Data for analysis —

use std::collections::{HashMap, HashSet};
use std::path::Path;

use anyhow::{Context, Result};
use serde::{Deserialize, Serialize};

use super::{
    CodeUnitKey, ImportContext, RawAnnotation, RawCall, RawClass, RawClassHeader, RawCodeUnit,
    RawField, RawFieldAccess, RawType, RawTypeParameter,
};

/// Serialized form of an import batch.
#[derive(Debug, Clone, Default, Serialize, Deserialize)]
struct BatchFile {
    #[serde(default)]
    classes: Vec<RawClass>,
}

/// An in-memory [`ImportContext`] over a list of raw class records.
///
/// This is the form in which an external importer hands its output over,
/// either built programmatically or read from JSON.
#[derive(Debug, Clone, Default, Serialize, Deserialize)]
#[serde(from = "BatchFile", into = "BatchFile")]
pub struct ImportBatch {
    classes: Vec<RawClass>,
    by_name: HashMap<String, usize>,
}

impl From<BatchFile> for ImportBatch {
    fn from(file: BatchFile) -> Self {
        file.classes
            .into_iter()
            .fold(ImportBatch::new(), |batch, class| batch.with_class(class))
    }
}

impl From<ImportBatch> for BatchFile {
    fn from(batch: ImportBatch) -> Self {
        BatchFile {
            classes: batch.classes,
        }
    }
}

impl ImportBatch {
    pub fn new() -> Self {
        Self::default()
    }

    /// Add a class record. A later record for an already known name is kept
    /// in the list but never looked up.
    pub fn with_class(mut self, class: RawClass) -> Self {
        self.push(class);
        self
    }

    pub fn push(&mut self, class: RawClass) {
        let index = self.classes.len();
        self.by_name.entry(class.name.clone()).or_insert(index);
        self.classes.push(class);
    }

    pub fn classes(&self) -> &[RawClass] {
        &self.classes
    }

    pub fn len(&self) -> usize {
        self.classes.len()
    }

    pub fn is_empty(&self) -> bool {
        self.classes.is_empty()
    }

    pub fn from_json(json: &str) -> Result<Self> {
        let batch: ImportBatch = serde_json::from_str(json)?;
        Ok(batch)
    }

    /// Load a batch from a JSON file.
    pub fn load(path: &Path) -> Result<Self> {
        let content = std::fs::read_to_string(path)
            .with_context(|| format!("Failed to read {}", path.display()))?;
        Self::from_json(&content).with_context(|| format!("Failed to parse {}", path.display()))
    }

    fn class(&self, name: &str) -> Option<&RawClass> {
        self.by_name.get(name).map(|index| &self.classes[*index])
    }

    /// Type parameters of a class and its enclosing classes, innermost first.
    fn type_parameter_scopes(&self, owner: &str) -> Vec<&[RawTypeParameter]> {
        let mut scopes = Vec::new();
        let mut seen = HashSet::new();
        let mut current = self.class(owner);
        while let Some(class) = current {
            if !seen.insert(class.name.as_str()) {
                break;
            }
            scopes.push(class.type_parameters.as_slice());
            current = class.enclosing_class.as_deref().and_then(|name| self.class(name));
        }
        scopes
    }

    fn code_unit(&self, key: &CodeUnitKey) -> Option<&RawCodeUnit> {
        let scopes = self.type_parameter_scopes(&key.owner);
        self.class(&key.owner)?.code_units().find(|code_unit| {
            code_unit.name == key.name && code_unit.descriptor_in(&scopes) == key.descriptor
        })
    }

    fn from_code_unit<T: Clone>(
        &self,
        key: &CodeUnitKey,
        select: impl Fn(&RawCodeUnit) -> &Vec<T>,
    ) -> Vec<T> {
        self.code_unit(key)
            .map(|code_unit| select(code_unit).clone())
            .unwrap_or_default()
    }

    fn from_class<T>(&self, owner: &str, select: impl Fn(&RawClass) -> T) -> Option<T> {
        self.class(owner).map(select)
    }
}

impl ImportContext for ImportBatch {
    fn imported_classes(&self) -> Vec<RawClassHeader> {
        self.classes.iter().map(RawClass::header).collect()
    }

    fn create_super_class(&self, owner: &str) -> Option<RawType> {
        self.from_class(owner, RawClass::effective_superclass)
            .flatten()
    }

    fn create_interfaces(&self, owner: &str) -> Vec<RawType> {
        self.from_class(owner, |class| class.interfaces.clone())
            .unwrap_or_default()
    }

    fn create_type_parameters(&self, owner: &str) -> Vec<RawTypeParameter> {
        self.from_class(owner, |class| class.type_parameters.clone())
            .unwrap_or_default()
    }

    fn create_enclosing_class(&self, owner: &str) -> Option<String> {
        self.from_class(owner, |class| class.enclosing_class.clone())
            .flatten()
    }

    fn create_fields(&self, owner: &str) -> Vec<RawField> {
        self.from_class(owner, |class| class.fields.clone())
            .unwrap_or_default()
    }

    fn create_methods(&self, owner: &str) -> Vec<RawCodeUnit> {
        self.from_class(owner, |class| class.methods.clone())
            .unwrap_or_default()
    }

    fn create_constructors(&self, owner: &str) -> Vec<RawCodeUnit> {
        self.from_class(owner, |class| class.constructors.clone())
            .unwrap_or_default()
    }

    fn create_static_initializer(&self, owner: &str) -> Option<RawCodeUnit> {
        self.from_class(owner, |class| class.static_initializer.clone())
            .flatten()
    }

    fn create_annotations(&self, owner: &str) -> Vec<RawAnnotation> {
        self.from_class(owner, |class| class.annotations.clone())
            .unwrap_or_default()
    }

    fn field_accesses_for(&self, code_unit: &CodeUnitKey) -> Vec<RawFieldAccess> {
        self.from_code_unit(code_unit, |c| &c.field_accesses)
    }

    fn method_calls_for(&self, code_unit: &CodeUnitKey) -> Vec<RawCall> {
        self.from_code_unit(code_unit, |c| &c.method_calls)
    }

    fn constructor_calls_for(&self, code_unit: &CodeUnitKey) -> Vec<RawCall> {
        self.from_code_unit(code_unit, |c| &c.constructor_calls)
    }

    fn method_references_for(&self, code_unit: &CodeUnitKey) -> Vec<RawCall> {
        self.from_code_unit(code_unit, |c| &c.method_references)
    }

    fn constructor_references_for(&self, code_unit: &CodeUnitKey) -> Vec<RawCall> {
        self.from_code_unit(code_unit, |c| &c.constructor_references)
    }
}

#[cfg(test)]
mod tests {
    use super::*;

    fn batch() -> ImportBatch {
        ImportBatch::new()
            .with_class(
                RawClass::new("com.example.A").method(
                    RawCodeUnit::method("foo", &[], "void")
                        .line(4)
                        .calls("com.example.B", "bar", &[], "void", 5),
                ),
            )
            .with_class(RawClass::interface("com.example.B"))
    }

    #[test]
    fn test_lookup_by_owner() {
        let batch = batch();
        assert_eq!(batch.imported_classes().len(), 2);
        assert_eq!(
            batch.create_super_class("com.example.A"),
            Some(RawType::class("java.lang.Object"))
        );
        assert_eq!(batch.create_super_class("com.example.B"), None);
        assert_eq!(batch.create_methods("com.example.A").len(), 1);
        assert!(batch.create_methods("com.example.Missing").is_empty());
    }

    #[test]
    fn test_accesses_by_code_unit_key() {
        let batch = batch();
        let key = CodeUnitKey {
            owner: "com.example.A".to_string(),
            name: "foo".to_string(),
            descriptor: "()V".to_string(),
        };
        let calls = batch.method_calls_for(&key);
        assert_eq!(calls.len(), 1);
        assert_eq!(calls[0].owner, "com.example.B");
        assert_eq!(calls[0].line, 5);

        let wrong_descriptor = CodeUnitKey {
            descriptor: "(I)V".to_string(),
            ..key
        };
        assert!(batch.method_calls_for(&wrong_descriptor).is_empty());
    }

    #[test]
    fn test_duplicate_records_first_wins() {
        let batch = ImportBatch::new()
            .with_class(RawClass::new("com.example.A").extends("com.example.First"))
            .with_class(RawClass::new("com.example.A").extends("com.example.Second"));
        assert_eq!(batch.len(), 2);
        assert_eq!(
            batch.create_super_class("com.example.A"),
            Some(RawType::class("com.example.First"))
        );
    }

    #[test]
    fn test_json_round_trip_through_file() {
        let dir = tempfile::TempDir::new().unwrap();
        let path = dir.path().join("batch.json");
        std::fs::write(&path, serde_json::to_string(&batch()).unwrap()).unwrap();

        let loaded = ImportBatch::load(&path).unwrap();
        assert_eq!(loaded.len(), 2);
        assert_eq!(loaded.classes()[0].methods[0].method_calls[0].name, "bar");
    }

    #[test]
    fn test_load_reports_path() {
        let dir = tempfile::TempDir::new().unwrap();
        let path = dir.path().join("broken.json");
        std::fs::write(&path, "{ not json").unwrap();
        let err = ImportBatch::load(&path).unwrap_err();
        assert!(err.to_string().contains("broken.json"));
    }
}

Task brief —
Check each line of the listing above. Copy it if it holds the string "void".

Response to this task —
                    RawCodeUnit::method("foo", &[], "void")
                        .calls("com.example.B", "bar", &[], "void", 5),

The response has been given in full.